Cour des miracles

« Capharnaüm » le dernier film en date de Nadine Labaki couronné du prestigieux Prix du Jury au dernier Festival de Cannes était présenté dimanche soir en clôture du 4ème Festival du film d’Espalion en avant- première. C’est une histoire aussi poignante que désespérée, aussi dramatique que lucide sur le sort d’enfants dans les bidonvilles de Beyrouth. Le personnage principal, Zain, a une douzaine d’années. Réfugié syrien, lui et sa famille nombreuse vivent misérablement dans des locaux insalubres. Il occupe ses journées à charrier des denrées diverses beaucoup plus lourdes que lui pour des clients fortunés et ses soirées à vendre aux automobilistes arrêtés aux feux rouges boissons et friandises. Sa vie va basculer lorsqu’il verra sa petite sœur de 11 ans mariée de force en échange de la non-expulsion du taudis dans lequel tous s’entassent.

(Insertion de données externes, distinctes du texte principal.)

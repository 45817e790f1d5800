//! Error types for the domain layer.

use std::collections::HashMap;
use std::error::Error;
use std::fmt;
use thiserror::Error;

/// Errors that occur during value object construction.
#[derive(Debug, Clone, PartialEq, Eq, Error)]
pub enum ValidationError {
    #[error("Field '{field}' cannot be empty")]
    EmptyField { field: String },

    #[error("Field '{field}' has invalid format: {reason}")]
    InvalidFormat { field: String, reason: String },
}

impl ValidationError {
    /// Creates an empty field validation error.
    pub fn empty_field(field: impl Into<String>) -> Self {
        ValidationError::EmptyField { field: field.into() }
    }

    /// Creates an invalid format validation error.
    pub fn invalid_format(field: impl Into<String>, reason: impl Into<String>) -> Self {
        ValidationError::InvalidFormat {
            field: field.into(),
            reason: reason.into(),
        }
    }
}

/// Error codes organized by category.
#[derive(Debug, Clone, Copy, PartialEq, Eq, Hash)]
pub enum ErrorCode {
    // Validation errors
    ValidationFailed,
    InvalidEvent,

    // Handler errors
    HandlerFailed,

    // Infrastructure errors
    BrokerError,
    InternalError,
}

impl fmt::Display for ErrorCode {
    fn fmt(&self, f: &mut fmt::Formatter<'_>) -> fmt::Result {
        let s = match self {
            ErrorCode::ValidationFailed => "VALIDATION_FAILED",
            ErrorCode::InvalidEvent => "INVALID_EVENT",
            ErrorCode::HandlerFailed => "HANDLER_FAILED",
            ErrorCode::BrokerError => "BROKER_ERROR",
            ErrorCode::InternalError => "INTERNAL_ERROR",
        };
        write!(f, "{}", s)
    }
}

/// Standard domain error with code, message, and optional details.
///
/// Business event handlers report failures with this type; the receive
/// pipeline turns any `Err` into a `Failed` status transition.
#[derive(Debug, Clone)]
pub struct DomainError {
    pub code: ErrorCode,
    pub message: String,
    pub details: HashMap<String, String>,
}

impl DomainError {
    /// Creates a new domain error.
    pub fn new(code: ErrorCode, message: impl Into<String>) -> Self {
        Self {
            code,
            message: message.into(),
            details: HashMap::new(),
        }
    }

    /// Shorthand for a failure raised by business handling logic.
    pub fn handler_failed(message: impl Into<String>) -> Self {
        Self::new(ErrorCode::HandlerFailed, message)
    }

    /// Adds a detail to the error.
    pub fn with_detail(mut self, key: impl Into<String>, value: impl Into<String>) -> Self {
        self.details.insert(key.into(), value.into());
        self
    }
}

impl fmt::Display for DomainError {
    fn fmt(&self, f: &mut fmt::Formatter<'_>) -> fmt::Result {
        write!(f, "[{}] {}", self.code, self.message)
    }
}

impl Error for DomainError {}

impl From<ValidationError> for DomainError {
    fn from(err: ValidationError) -> Self {
        DomainError::new(ErrorCode::ValidationFailed, err.to_string())
    }
}

#[cfg(test)]
mod tests {
    use super::*;

    #[test]
    fn validation_error_empty_field_displays_correctly() {
        let err = ValidationError::empty_field("event_name");
        assert_eq!(format!("{}", err), "Field 'event_name' cannot be empty");
    }

    #[test]
    fn validation_error_invalid_format_displays_correctly() {
        let err = ValidationError::invalid_format("status", "unknown value");
        assert_eq!(
            format!("{}", err),
            "Field 'status' has invalid format: unknown value"
        );
    }

    #[test]
    fn domain_error_displays_code_and_message() {
        let err = DomainError::handler_failed("inventory service down");
        assert_eq!(format!("{}", err), "[HANDLER_FAILED] inventory service down");
    }

    #[test]
    fn domain_error_with_detail_adds_detail() {
        let err = DomainError::new(ErrorCode::InvalidEvent, "bad payload")
            .with_detail("event", "OrderPlaced")
            .with_detail("reason", "missing field");

        assert_eq!(err.details.get("event"), Some(&"OrderPlaced".to_string()));
        assert_eq!(err.details.get("reason"), Some(&"missing field".to_string()));
    }

    #[test]
    fn validation_error_converts_to_domain_error() {
        let err: DomainError = ValidationError::empty_field("msg_id").into();
        assert_eq!(err.code, ErrorCode::ValidationFailed);
    }
}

Il sera jeté à la rue par ses parents auxquels il s’oppose, et plus ou moins recueilli par une jeune femme éthiopienne, mère célibataire, elle aussi dans la misère… Petits boulots, chapardage et trafics en tous genre pour essayer de s’en sortir, absence de quelconques papiers puisqu’il n’a aucune identité, n’ayant jamais été déclaré à l’état-civil, mais une volonté farouche et un courage extraordinaire pour ne jamais sombrer, voilà la trame de cette histoire extrêmement douloureuse qui s’ouvre par la comparution du jeune héros devant un tribunal auprès duquel il poursuit ses propres parents pour l’avoir mis au monde et ne pas l’avoir élevé ni lui ni l’ensemble de la fratrie dans des conditions humaines et décentes… De cette plongée sans concession vue au travers des yeux de ce petit bonhomme confronté trop vite à la nécessité de toujours se battre, se relever sans cesse pour survivre jusqu’au lendemain  toujours plus incertain, la réalisatrice en esquisse les contours avec beaucoup de pudeur et de respect, presque de la tendresse face à la tragédie… et heureusement sinon ce serait vite insupportable! On ressort bouleversé de la projection tant l’émotion affleure à chaque instant dans les portraits de tous ces laissés pour compte croisés au fil de ce récit. Incarné par ce tout jeune garçon charismatique, ce long métrage résonne de l’actualité tumultueuse d’un Proche-Orient si complexe, si lointain et si proche à la fois…                                                                                                                À ne manquer sous aucun prétexte.